Joseph Roettiers (1635–1703) was a Flemish medallist and engraver active in England and France. He was a prominent member of the celebrated Roettier family of goldsmiths, silversmiths, and engravers, which included numerous influential artists and craftsmen across Europe.

== Early life and family ==
Joseph Roettiers was born in 1635 into the distinguished Roettier family, known for their craftsmanship in engraving and metalwork. He was the son of Philip Roettiers, himself a skilled engraver. Joseph's brothers included John Roettiers (1631–1703) and Philip Roettiers (1640–1718), both accomplished medallists and engravers. He continued the family tradition, and his son, Joseph-Charles Roettiers (1693–1779), also became a prominent engraver and medallist in France.

== Career ==
Roettiers began his career in England, where he served as assistant engraver at the Royal Mint in the early 1670s. His work contributed to the production of coins and medals during the reign of King Charles II. Around 1682, he relocated to France, where he was appointed as Engraver-general, a prestigious position that put him in charge of engraving duties at the French mints.

From 1694 until his death in 1703, Roettiers held the post of graveur particulier (private engraver) at the Paris Mint. He was later named Premier graveur de l’Histoire en Médailles (First Engraver of the History in Medals), reflecting his significant contributions to medallic art.

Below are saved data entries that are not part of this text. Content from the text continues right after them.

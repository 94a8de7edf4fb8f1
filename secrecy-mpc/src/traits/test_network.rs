use super::network_trait::NetworkTrait;
use crate::rep3::id::PartyID;
use bytes::{Bytes, BytesMut};
use std::io::{Error as IOError, ErrorKind as IOErrorKind};
use tokio::sync::mpsc::{self, UnboundedReceiver, UnboundedSender};

/// In-memory ring of three parties, one unbounded channel per direction.
pub struct TestNetwork3p {
    p1_p2: (UnboundedSender<Bytes>, UnboundedReceiver<Bytes>),
    p1_p3: (UnboundedSender<Bytes>, UnboundedReceiver<Bytes>),
    p2_p3: (UnboundedSender<Bytes>, UnboundedReceiver<Bytes>),
    p2_p1: (UnboundedSender<Bytes>, UnboundedReceiver<Bytes>),
    p3_p1: (UnboundedSender<Bytes>, UnboundedReceiver<Bytes>),
    p3_p2: (UnboundedSender<Bytes>, UnboundedReceiver<Bytes>),
}

impl Default for TestNetwork3p {
    fn default() -> Self {
        Self::new()
    }
}

impl TestNetwork3p {
    pub fn new() -> Self {
        Self {
            p1_p2: mpsc::unbounded_channel(),
            p1_p3: mpsc::unbounded_channel(),
            p2_p3: mpsc::unbounded_channel(),
            p2_p1: mpsc::unbounded_channel(),
            p3_p1: mpsc::unbounded_channel(),
            p3_p2: mpsc::unbounded_channel(),
        }
    }

    pub fn get_party_networks(self) -> [PartyTestNetwork; 3] {
        let party1 = PartyTestNetwork {
            id: PartyID::ID0,
            send_prev: self.p1_p3.0,
            recv_prev: self.p3_p1.1,
            send_next: self.p1_p2.0,
            recv_next: self.p2_p1.1,
            stats: [0; 4],
            messages_sent: 0,
        };

        let party2 = PartyTestNetwork {
            id: PartyID::ID1,
            send_prev: self.p2_p1.0,
            recv_prev: self.p1_p2.1,
            send_next: self.p2_p3.0,
            recv_next: self.p3_p2.1,
            stats: [0; 4],
            messages_sent: 0,
        };

        let party3 = PartyTestNetwork {
            id: PartyID::ID2,
            send_prev: self.p3_p2.0,
            recv_prev: self.p2_p3.1,
            send_next: self.p3_p1.0,
            recv_next: self.p1_p3.1,
            stats: [0; 4],
            messages_sent: 0,
        };

        [party1, party2, party3]
    }
}

pub struct PartyTestNetwork {
    id: PartyID,
    send_prev: UnboundedSender<Bytes>,
    send_next: UnboundedSender<Bytes>,
    recv_prev: UnboundedReceiver<Bytes>,
    recv_next: UnboundedReceiver<Bytes>,
    stats: [usize; 4], // [sent_prev, sent_next, recv_prev, recv_next]
    messages_sent: usize,
}

impl PartyTestNetwork {
    pub const NUM_PARTIES: usize = 3;

    pub fn messages_sent(&self) -> usize {
        self.messages_sent
    }

    fn check_len(data: Bytes, len: usize) -> Result<BytesMut, IOError> {
        if data.len() != len {
            return Err(IOError::new(
                IOErrorKind::InvalidData,
                format!("expected {} bytes, got {}", len, data.len()),
            ));
        }
        Ok(BytesMut::from(data.as_ref()))
    }
}

impl NetworkTrait for PartyTestNetwork {
    async fn shutdown(self) -> Result<(), IOError> {
        Ok(())
    }

    fn print_connection_stats(&self, out: &mut impl std::io::Write) -> std::io::Result<()> {
        writeln!(
            out,
            "Connection \"prev\" stats:\n\tSENT: {} bytes\n\tRECV: {} bytes",
            self.stats[0], self.stats[2]
        )?;
        writeln!(
            out,
            "Connection \"next\" stats:\n\tSENT: {} bytes\n\tRECV: {} bytes",
            self.stats[1], self.stats[3]
        )?;
        Ok(())
    }

    async fn send(&mut self, id: usize, data: Bytes) -> std::io::Result<()> {
        if id == usize::from(self.id.next_id()) {
            self.send_next_id(data).await
        } else if id == usize::from(self.id.prev_id()) {
            self.send_prev_id(data).await
        } else {
            Err(IOError::new(IOErrorKind::Other, "Invalid ID"))
        }
    }

    async fn receive(&mut self, id: usize, len: usize) -> std::io::Result<BytesMut> {
        if id == usize::from(self.id.prev_id()) {
            self.receive_prev_id(len).await
        } else if id == usize::from(self.id.next_id()) {
            self.receive_next_id(len).await
        } else {
            Err(IOError::new(IOErrorKind::Other, "Invalid ID"))
        }
    }

    fn get_id(&self) -> usize {
        self.id.into()
    }

    fn get_num_parties(&self) -> usize {
        Self::NUM_PARTIES
    }

    async fn send_next_id(&mut self, data: Bytes) -> Result<(), IOError> {
        tracing::trace!("send {}->{}: {} bytes", self.id, self.id.next_id(), data.len());
        self.stats[1] += data.len();
        self.messages_sent += 1;
        self.send_next
            .send(data)
            .map_err(|_| IOError::new(IOErrorKind::Other, "Send failed"))
    }

    async fn send_prev_id(&mut self, data: Bytes) -> Result<(), IOError> {
        tracing::trace!("send {}->{}: {} bytes", self.id, self.id.prev_id(), data.len());
        self.stats[0] += data.len();
        self.messages_sent += 1;
        self.send_prev
            .send(data)
            .map_err(|_| IOError::new(IOErrorKind::Other, "Send failed"))
    }

    async fn receive_prev_id(&mut self, len: usize) -> Result<BytesMut, IOError> {
        tracing::trace!("recv {}<-{}: ", self.id, self.id.prev_id());
        let buf = self
            .recv_prev
            .recv()
            .await
            .ok_or_else(|| IOError::new(IOErrorKind::Other, "Receive failed"))?;
        self.stats[2] += buf.len();

        tracing::trace!("recv {}<-{}: done", self.id, self.id.prev_id());
        Self::check_len(buf, len)
    }

    async fn receive_next_id(&mut self, len: usize) -> Result<BytesMut, IOError> {
        tracing::trace!("recv {}<-{}: ", self.id, self.id.next_id());
        let buf = self
            .recv_next
            .recv()
            .await
            .ok_or_else(|| IOError::new(IOErrorKind::Other, "Receive failed"))?;
        self.stats[3] += buf.len();

        tracing::trace!("recv {}<-{}: done", self.id, self.id.next_id());
        Self::check_len(buf, len)
    }
}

Roettiers was one of the first artists to participate in the famous series of medals commissioned by Louis XIV, begun in 1680, designed to commemorate important events and achievements during the king’s reign. In this endeavor, he collaborated with notable artists such as Jean Mauger, Henri Roussel, and Michel Molart.

== Notable works ==
Among ' notable contributions are the finely engraved medals celebrating the victories and grand events of Louis XIV’s reign. These medals often featured allegorical and historical imagery, combining artistic skill with propagandistic purposes. Some of these works are housed in major collections, including the British Museum and the Metropolitan Museum of Art.

== Legacy ==
Roettiers is remembered as a key figure in the continuation of the artistic excellence of the Roettier family, influencing numismatic and medallic art in both England and France. His work marked a transition to more elaborate and historically-themed medals, which set standards for commemorative coinage and medallic portraits for decades.